It was in January 2002 when my adoption adventure began. As I was praying about my focus for the upcoming year, I got a mental picture of placing my hand in God’s hand. With my hand open, I let go of everything that I had held so tightly and I put my trust in Him.
In March 2004 a couple in my Bible study group shared pictures of their recent trip to Ethiopia to adopt two children. They spoke of the plight of numerous older children orphaned by AIDS. As I looked at the pictures, my heart was nudged toward Africa. When I saw a picture of a man’s hand with an Ethiopian baby’s tiny hand grasping the man’s little finger, I knew this was the path for me to adopt.
At the same time, I questioned the sanity of a single woman considering adoption. Not ready to make such a major decision, I told the Lord I would spend the next year praying about it.
During that year of praying, various changes and occurrences confirmed my direction toward adopting. Finances became available and my work hours became more flexible. Interestingly enough, every month something pertaining to Ethiopia was brought to my attention in a seemingly unrelated and random way.
The most dramatic incident occurred in October 2004 when I sat down at my desk at work. Before me was the new issue of Good Housekeeping open to an article about Ethiopian adoptions and the very agency that I had been considering, Adoption Advocates International.
As part of my decision making process, I wanted to experience the culture of Ethiopia and see the care facility where the children lived. In January 2005 I volunteered at AAI’s child care center in Addis Ababa and my experience there clearly validated the calling on my heart even though I still wanted to wait through the entire year.
Finally, on April 4, 2005, I knew I had to make a decision. I sat down to pray and read the Bible, asking the Lord to once again give me clear direction. I opened a devotional book and read a section on trusting God. I then looked up the Bible passages referenced. The first one was in 2 Chronicles 16:8:
“Were the Ethiopians and the Lubim not a huge army with many chariots and horsemen? Yet, because you relied on the Lord, He delivered them into your hand.
The next passage was Psalms 91:11:
“He will give His angels charge over me, to keep me in all your ways. In their hands they shall bear me up.”
Upon reading these passages, I recalled my mental picture from January 2002 of putting my hand into God’s hand. I then watched the video I had taped while in Ethiopia, in which one of the children was singing the children’s hymn “He’s got the Whole World in His Hands.” I wept realizing God’s calling for my life was to adopt, and I contacted the agency the next day. In April 2006, I traveled to Ethiopia to bring home my new daughter, TJ, age 11 and son, TF, age 9.

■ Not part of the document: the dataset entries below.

// Prints the OpenAPI document for the error response body.
// Usage: cargo run --bin openapi_export > errors-openapi.json

use anyhow::{Context, Result};
use tracing::info;
use tracing_subscriber::{layer::SubscriberExt, util::SubscriberInitExt};
use utoipa::OpenApi;

use api_errors::openapi::ApiDoc;
use api_errors::{ErrorRenderer, RenderConfig};

fn main() -> Result<()> {
    // Logs go to stderr so stdout stays valid JSON
    tracing_subscriber::registry()
        .with(
            tracing_subscriber::EnvFilter::try_from_default_env()
                .unwrap_or_else(|_| "info,api_errors=debug".into()),
        )
        .with(tracing_subscriber::fmt::layer().with_writer(std::io::stderr))
        .init();

    let config = RenderConfig::from_env().context("Failed to load configuration")?;
    let renderer = ErrorRenderer::new(&config);
    info!(
        default_http_code = renderer.default_http_code().as_u16(),
        "Exporting error OpenAPI document"
    );

    let json = ApiDoc::openapi()
        .to_pretty_json()
        .context("Failed to serialize OpenAPI document")?;
    println!("{}", json);
    Ok(())
}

God has provided my children and me an incredible, supportive community of other adoption families. Together with this group of parents we founded Grace Giving International. Our goal is to give back to the culture that has blessed us with our children and to support the children still there through food, education and medical care projects in Ethiopia and Uganda.
I serve on the GGI board of directors, where one of my roles is raising funds for our international projects. Then, while at a work event in 2011, I saw Gigi Hill Bags for the first time. I was impressed by the functionality and design of the bags. Representatives suggested I join them in selling Gigi Hill and I thought, “Now there is a creative way to raise money for GGI.” Subsequently, I signed up and created the sales pitch “Gigi Hill for GGI, putting the FUN in fundraiser.”
The profits from selling Gigi Hill’s beautiful bags have allowed me to support GGI, to take my children on a mission trip in June 2012 to work with the GGI project in Ethiopia, and to reunite with their grandmother. Gigi Hill has helped me make my dream come true. Besides the enjoyment and inspiration I derive from selling the beautiful bags, the job has provided funds for me to take my children back to their native culture and for GGI’s ongoing provision of life essentials for children in Ethiopia.
The mission trip was a profound experience for all of us. My son became great friends with Dinka, a boy his own age. TF gave Dinka some of his own clothes and even offered to pay his family’s rent. At age 16, Dinka is the sole provider for his mother and nine-year-old brother. They were three months behind in their rent ($17 U.S. dollars/month) and were about to be evicted from their mud and tin shack. GGI caught their rent up to date, and TF offered to pay their rent forward. When I pointed out that he was saving his money to buy some expensive headphones, he replied, “That doesn’t matter mom. I don’t need new headphones. I am going to tell my friends that they don’t need new headphones or new cell phones either.”
I continue to marvel at the miraculous synergies that God designs for those engaged in His work and living in His will. It’s true; He’s got the whole world in his hands!
Sandy Tidwell is a nurse and a single mother in Spokane, Wash., who uses profits she makes from a direct-sales side job to support Grace Giving International, a Christian fundraising organization that supports schools and ministries in Ethiopia and Uganda.